I had them pegged as big noisy racket but the article suggested that maybe I had misjudged them. So with the best will in the world and being genuinely curious I made my way as far to the front and centre as I could.

They were shit. Not as bad as the Donnas who struck me as someone’s idea of a joke and a tie-in marketing exercise, but just plain noisy shit. That much I didn’t mind, they are perfectly entitled to do what they do just as I am to conclude they are not for me.
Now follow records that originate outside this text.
use printpdf::{BuiltinFont, IndirectFontRef, Mm, PdfDocument, PdfDocumentReference};
use std::io::BufWriter;

const PAGE_WIDTH_MM: f32 = 210.0;
const PAGE_HEIGHT_MM: f32 = 297.0;
const BOTTOM_MARGIN_MM: f32 = 20.0;
const FONT_SIZE_PT: f32 = 12.0;
const LINE_HEIGHT_MM: f32 = 6.0;
// Average glyph advance as a share of the font size; 1pt = 0.3528mm.
const GLYPH_WIDTH_MM: f32 = FONT_SIZE_PT * 0.5 * 0.3528;

/// Page margins in millimetres.
#[derive(Debug, Clone, Copy, PartialEq)]
pub struct Margins {
    pub left: f32,
    pub top: f32,
    pub right: f32,
}

impl Default for Margins {
    fn default() -> Self {
        Self {
            left: 30.0,
            top: 50.0,
            right: 30.0,
        }
    }
}

/// Renders translated text into PDF bytes.
pub trait PdfRenderer: Send + Sync {
    fn render(&self, text: &str, margins: &Margins) -> Result<Vec<u8>, RenderError>;
}

/// A4 renderer built on `printpdf`.
///
/// Uses built-in Helvetica unless a TrueType font is supplied; scripts outside
/// WinAnsi (Vietnamese, for one) need the external font to render correctly.
#[derive(Default)]
pub struct PrintPdfRenderer {
    font: Option<Vec<u8>>,
}

impl PrintPdfRenderer {
    pub fn new() -> Self {
        Self::default()
    }

    pub fn with_font(font: Vec<u8>) -> Self {
        Self { font: Some(font) }
    }

    fn load_font(&self, doc: &PdfDocumentReference) -> Result<IndirectFontRef, RenderError> {
        match &self.font {
            Some(bytes) => doc
                .add_external_font(bytes.as_slice())
                .map_err(|e| RenderError::Font(e.to_string())),
            None => doc
                .add_builtin_font(BuiltinFont::Helvetica)
                .map_err(|e| RenderError::Font(e.to_string())),
        }
    }
}

impl PdfRenderer for PrintPdfRenderer {
    fn render(&self, text: &str, margins: &Margins) -> Result<Vec<u8>, RenderError> {
        let pages = layout(text, margins);

        let (doc, page1, layer1) =
            PdfDocument::new("Translation", Mm(PAGE_WIDTH_MM), Mm(PAGE_HEIGHT_MM), "Layer 1");
        let font = self.load_font(&doc)?;

        for (index, lines) in pages.iter().enumerate() {
            let layer = if index == 0 {
                doc.get_page(page1).get_layer(layer1)
            } else {
                let (page, layer) = doc.add_page(Mm(PAGE_WIDTH_MM), Mm(PAGE_HEIGHT_MM), "Layer 1");
                doc.get_page(page).get_layer(layer)
            };

            let mut y = Mm(PAGE_HEIGHT_MM - margins.top);
            for line in lines {
                layer.use_text(line.as_str(), FONT_SIZE_PT, Mm(margins.left), y, &font);
                y -= Mm(LINE_HEIGHT_MM);
            }
        }

        let mut buf = BufWriter::new(Vec::new());
        doc.save(&mut buf)
            .map_err(|e| RenderError::Save(e.to_string()))?;
        buf.into_inner()
            .map_err(|e| RenderError::Save(e.to_string()))
    }
}

/// Wrap `text` into pages of lines that fit inside the margins.
///
/// Always returns at least one page so empty input still yields a valid PDF.
pub fn layout(text: &str, margins: &Margins) -> Vec<Vec<String>> {
    let text_width = (PAGE_WIDTH_MM - margins.left - margins.right).max(GLYPH_WIDTH_MM);
    let max_chars = ((text_width / GLYPH_WIDTH_MM) as usize).max(1);
    let usable_height = (PAGE_HEIGHT_MM - margins.top - BOTTOM_MARGIN_MM).max(LINE_HEIGHT_MM);
    let lines_per_page = ((usable_height / LINE_HEIGHT_MM) as usize).max(1);

    let lines: Vec<String> = text
        .lines()
        .flat_map(|paragraph| wrap(paragraph, max_chars))
        .collect();

    if lines.is_empty() {
        return vec![Vec::new()];
    }
    lines.chunks(lines_per_page).map(<[String]>::to_vec).collect()
}

fn wrap(paragraph: &str, max_chars: usize) -> Vec<String> {
    let mut lines = Vec::new();
    let mut current = String::new();
    let mut current_len = 0;

    for word in paragraph.split_whitespace() {
        let mut word: Vec<char> = word.chars().collect();
        // Words longer than a line are hard-broken.
        while word.len() > max_chars {
            if !current.is_empty() {
                lines.push(std::mem::take(&mut current));
                current_len = 0;
            }
            let rest = word.split_off(max_chars);
            lines.push(word.into_iter().collect());
            word = rest;
        }

        let needed = if current.is_empty() { word.len() } else { current_len + 1 + word.len() };
        if needed > max_chars && !current.is_empty() {
            lines.push(std::mem::take(&mut current));
            current_len = 0;
        }
        if !current.is_empty() {
            current.push(' ');
            current_len += 1;
        }
        current_len += word.len();
        current.extend(word);
    }

    if !current.is_empty() || lines.is_empty() {
        lines.push(current);
    }
    lines
}

#[derive(Debug, thiserror::Error)]
pub enum RenderError {
    #[error("Failed to load font: {0}")]
    Font(String),

    #[error("Failed to write PDF: {0}")]
    Save(String),
}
What I didn’t like most of all were their fans who, if the black-clad belligerent masses around me were anything to go by, are the kinds of people I wouldn’t have round for a barbecue.

But that too is my choice and I am ever mindful we cannot fairly judge a band by its audience. (I liked Joy Division, but was damned if I’d have Tony and his mates over ever again after they took a pocketful of downers and wanted to sit around my house on a school night till 4am listening to Closer.)
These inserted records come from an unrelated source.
// Copyright (c) 2024-2025 DeepGraph Inc.
// SPDX-License-Identifier: Apache-2.0
//
//! Optimizer rules
//!
//! Every rule is a pure plan rewrite: safe to skip when its precondition is
//! absent, mandatory when present. Rules report whether they changed the
//! plan so the planner can trace before/after text.

use crate::ast::{Criteria, ElementSymbol, Expression, GroupSymbol};
use crate::capabilities::CapabilitiesFinder;
use crate::catalog::QueryMetadata;
use crate::plan::operators::logical::{NodePayload, PlanArena};
use crate::plan::optimizers::stack::{RuleId, RuleStack};
use crate::plan::{IdGenerator, PlanningContext, PlanningError};

pub mod aggregates;
pub mod criteria;
pub mod dependent;
pub mod finalize;
pub mod joins;
pub mod limits;
pub mod procedures;
pub mod sources;
pub mod unions;

/// Shared state handed to every rule invocation.
pub struct OptimizerContext<'a> {
    pub metadata: &'a dyn QueryMetadata,
    pub capabilities: &'a dyn CapabilitiesFinder,
    pub ids: &'a mut IdGenerator,
    pub prepared: &'a PlanningContext,
}

/// Single dispatch point for the closed rule set.
pub fn apply(
    rule: RuleId,
    plan: &mut PlanArena,
    ctx: &mut OptimizerContext<'_>,
    stack: &mut RuleStack,
) -> Result<bool, PlanningError> {
    match rule {
        RuleId::PlaceAccess => sources::place_access(plan, ctx),
        RuleId::PlanProcedures => procedures::plan_procedures(plan, ctx),
        RuleId::MergeVirtual => sources::merge_virtual(plan, ctx),
        RuleId::RemoveOptionalJoins => joins::remove_optional_joins(plan, ctx),
        RuleId::PlanUnions => unions::plan_unions(plan, ctx),
        RuleId::PushSelectCriteria => criteria::push_select_criteria(plan, ctx),
        RuleId::MergeCriteria => criteria::merge_criteria(plan, ctx),
        RuleId::CleanCriteria => criteria::clean_criteria(plan, ctx),
        RuleId::PushAggregates => aggregates::push_aggregates(plan, ctx),
        RuleId::PlanJoins => joins::plan_joins(plan, ctx),
        RuleId::ChooseJoinStrategy => joins::choose_join_strategy(plan, ctx),
        RuleId::ChooseDependent => dependent::choose_dependent(plan, ctx, stack),
        RuleId::RaiseAccess => sources::raise_access(plan, ctx),
        RuleId::PushLimit => limits::push_limit(plan, ctx),
        RuleId::AssignOutputElements => finalize::assign_output_elements(plan, ctx),
        RuleId::CollapseSource => sources::collapse_source(plan, ctx),
        RuleId::CalculateCost => finalize::calculate_cost(plan, ctx),
    }
}

/// True when every referenced group name resolves against `groups`.
pub(crate) fn groups_cover(groups: &[GroupSymbol], referenced: &[String]) -> bool {
    referenced
        .iter()
        .all(|name| groups.iter().any(|g| g.matches_name(name)))
}

/// Element references of a criteria tree, subqueries excluded.
pub(crate) fn criteria_elements(criteria: &Criteria, out: &mut Vec<ElementSymbol>) {
    criteria.collect_elements(out);
}

/// Element references made by a node's own payload expressions. Nested
/// commands on Source/Access nodes are self-contained and excluded; symbol
/// map targets count because the grafted sub-plan must keep producing them.
pub(crate) fn payload_elements(payload: &NodePayload, out: &mut Vec<ElementSymbol>) {
    match payload {
        NodePayload::Project(p) => {
            for c in &p.cols {
                c.collect_elements(out);
            }
        }
        NodePayload::Join(p) => {
            for c in &p.criteria {
                criteria_elements(c, out);
            }
            for e in p.left_exprs.iter().chain(&p.right_exprs) {
                e.collect_elements(out);
            }
        }
        NodePayload::Select(p) => criteria_elements(&p.criteria, out),
        NodePayload::Sort(p) => {
            for k in &p.keys {
                k.expression.collect_elements(out);
            }
        }
        NodePayload::Group(p) => {
            for e in p.cols.iter().chain(&p.aggregates) {
                e.collect_elements(out);
            }
        }
        NodePayload::Source(p) => {
            if let Some(map) = &p.symbol_map {
                for (_, target) in map {
                    target.collect_elements(out);
                }
            }
        }
        _ => {}
    }
}

/// Group names referenced by a node's own payload expressions.
pub(crate) fn payload_groups(payload: &NodePayload) -> Vec<String> {
    let mut elements = Vec::new();
    payload_elements(payload, &mut elements);
    let mut out: Vec<String> = Vec::new();
    for e in elements {
        if !out.iter().any(|g| g.eq_ignore_ascii_case(&e.group)) {
            out.push(e.group);
        }
    }
    out
}

/// Rewrite a payload's expressions through a symbol map in place.
pub(crate) fn rewrite_payload(payload: &mut NodePayload, map: &[(ElementSymbol, Expression)]) {
    match payload {
        NodePayload::Project(p) => {
            for c in &mut p.cols {
                *c = c.rewrite(map);
            }
        }
        NodePayload::Join(p) => {
            for c in &mut p.criteria {
                *c = c.rewrite(map);
            }
            for e in p.left_exprs.iter_mut().chain(&mut p.right_exprs) {
                *e = e.rewrite(map);
            }
        }
        NodePayload::Select(p) => p.criteria = p.criteria.rewrite(map),
        NodePayload::Sort(p) => {
            for k in &mut p.keys {
                k.expression = k.expression.rewrite(map);
            }
        }
        NodePayload::Group(p) => {
            for e in p.cols.iter_mut().chain(&mut p.aggregates) {
                *e = e.rewrite(map);
            }
        }
        _ => {}
    }
}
No, we must be cautious about making a direct correlation between artist and audience, but my guess is that Slipknot (who sensibly keep themselves anonymous behind masks to allow for a family life with girlfriends and kids and going to Wall-Mart unhindered) probably don’t ever meet their audience.

Oh sure, they probably do CD signings and in-stores and glad-hand a few competition winners backstage before a show, but they don’t actually hang out with them. You know, get on Jack-binges and go to parties with them. They don’t get their hands dirty and probably wouldn’t want to be in a moshpit with them.

That’s in the nature of the game, but sometimes you wish people commanding the spotlight did actually have to meet their constituents.

That thought occurred to me when Don Brash said at Ratana Pa yesterday his previous Orewa speech wasn’t anti-Maori.

Well, on a literal reading of it maybe it wasn’t. Just as maybe the speech he is predicted to deliver tonight won’t actually come out and say we should really hammer welfare beneficiaries.

But Don, no matter how politely you couch it, out there in the moshpit of middle New Zealand that last Orewa speech legitimised anti-Maori sentiment. It gave voice to those might not otherwise have had the courage to spit their venom and deep-seated, often vile, racist sentiments.

Yes, Brash’s last speech made some valid points -- it would be wrong to damn it out of hand, and even Labour liberals made some quick shuffles when they felt the ground beneath them move -- but it also went much further than that. And I do wonder whether Don knew that. I suspect not. His blithe demeanour suggests he doesn‘t.

Because, like the guys in Slipknot, Don Brash doesn’t actually meet his constituency.

Oh sure, he does the political equivalent of in-stores and gladhands a few of the faithful backstage. But mostly it is tea and biscuits with the elderly who ooze concern about the way their country is going, and it all sounds so reasonable and polite.

Maybe Don needs to get out there and meet some of the talkback types who would happily put the boot in to Maori and their grievance industry, and would like to derail that gravy train they have heard so much about.

Maybe Don would like to spend a day over a few beers with those farmers who want to ride into town to sort out these bloody dole bludgers.

Don, meet your constituents.

Many are satyrs to the Hyperion you would want to be.